▶ _Records from a collection_
•••••
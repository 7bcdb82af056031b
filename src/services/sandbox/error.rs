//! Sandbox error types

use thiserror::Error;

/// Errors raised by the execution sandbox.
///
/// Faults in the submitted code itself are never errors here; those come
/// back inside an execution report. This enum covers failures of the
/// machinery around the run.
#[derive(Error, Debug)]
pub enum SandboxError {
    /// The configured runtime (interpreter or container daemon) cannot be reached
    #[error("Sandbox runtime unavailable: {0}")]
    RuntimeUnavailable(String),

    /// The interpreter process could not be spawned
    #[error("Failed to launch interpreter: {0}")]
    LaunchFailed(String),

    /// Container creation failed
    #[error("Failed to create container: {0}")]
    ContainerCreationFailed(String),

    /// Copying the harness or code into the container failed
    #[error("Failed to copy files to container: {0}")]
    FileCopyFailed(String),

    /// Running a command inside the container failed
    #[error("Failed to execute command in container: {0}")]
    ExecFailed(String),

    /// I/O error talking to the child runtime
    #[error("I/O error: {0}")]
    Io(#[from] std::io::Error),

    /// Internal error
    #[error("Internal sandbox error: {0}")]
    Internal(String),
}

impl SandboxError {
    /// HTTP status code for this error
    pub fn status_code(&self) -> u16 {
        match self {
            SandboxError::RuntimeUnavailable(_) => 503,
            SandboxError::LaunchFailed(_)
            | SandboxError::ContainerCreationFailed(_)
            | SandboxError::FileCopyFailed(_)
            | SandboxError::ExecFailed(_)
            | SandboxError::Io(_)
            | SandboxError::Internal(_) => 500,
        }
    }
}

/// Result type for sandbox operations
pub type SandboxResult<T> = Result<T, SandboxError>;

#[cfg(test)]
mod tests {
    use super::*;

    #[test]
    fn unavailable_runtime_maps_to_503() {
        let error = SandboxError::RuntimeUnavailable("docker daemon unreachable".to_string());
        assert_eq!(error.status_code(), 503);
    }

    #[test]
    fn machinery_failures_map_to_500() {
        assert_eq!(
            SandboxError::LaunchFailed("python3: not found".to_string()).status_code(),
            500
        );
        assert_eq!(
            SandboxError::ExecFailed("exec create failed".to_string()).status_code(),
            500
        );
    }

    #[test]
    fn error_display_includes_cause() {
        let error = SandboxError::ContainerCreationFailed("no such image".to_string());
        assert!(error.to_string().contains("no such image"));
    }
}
•••••
▶ _Exercise_
Lines from the one containing "the child runtime" through the last line of the records, restated word for word: that is the whole response.

▶ _Response area_
    /// I/O error talking to the child runtime
    #[error("I/O error: {0}")]
    Io(#[from] std::io::Error),

    /// Internal error
    #[error("Internal sandbox error: {0}")]
    Internal(String),
}

impl SandboxError {
    /// HTTP status code for this error
    pub fn status_code(&self) -> u16 {
        match self {
            SandboxError::RuntimeUnavailable(_) => 503,
            SandboxError::LaunchFailed(_)
            | SandboxError::ContainerCreationFailed(_)
            | SandboxError::FileCopyFailed(_)
            | SandboxError::ExecFailed(_)
            | SandboxError::Io(_)
            | SandboxError::Internal(_) => 500,
        }
    }
}

/// Result type for sandbox operations
pub type SandboxResult<T> = Result<T, SandboxError>;

#[cfg(test)]
mod tests {
    use super::*;

    #[test]
    fn unavailable_runtime_maps_to_503() {
        let error = SandboxError::RuntimeUnavailable("docker daemon unreachable".to_string());
        assert_eq!(error.status_code(), 503);
    }

    #[test]
    fn machinery_failures_map_to_500() {
        assert_eq!(
            SandboxError::LaunchFailed("python3: not found".to_string()).status_code(),
            500
        );
        assert_eq!(
            SandboxError::ExecFailed("exec create failed".to_string()).status_code(),
            500
        );
    }

    #[test]
    fn error_display_includes_cause() {
        let error = SandboxError::ContainerCreationFailed("no such image".to_string());
        assert!(error.to_string().contains("no such image"));
    }
}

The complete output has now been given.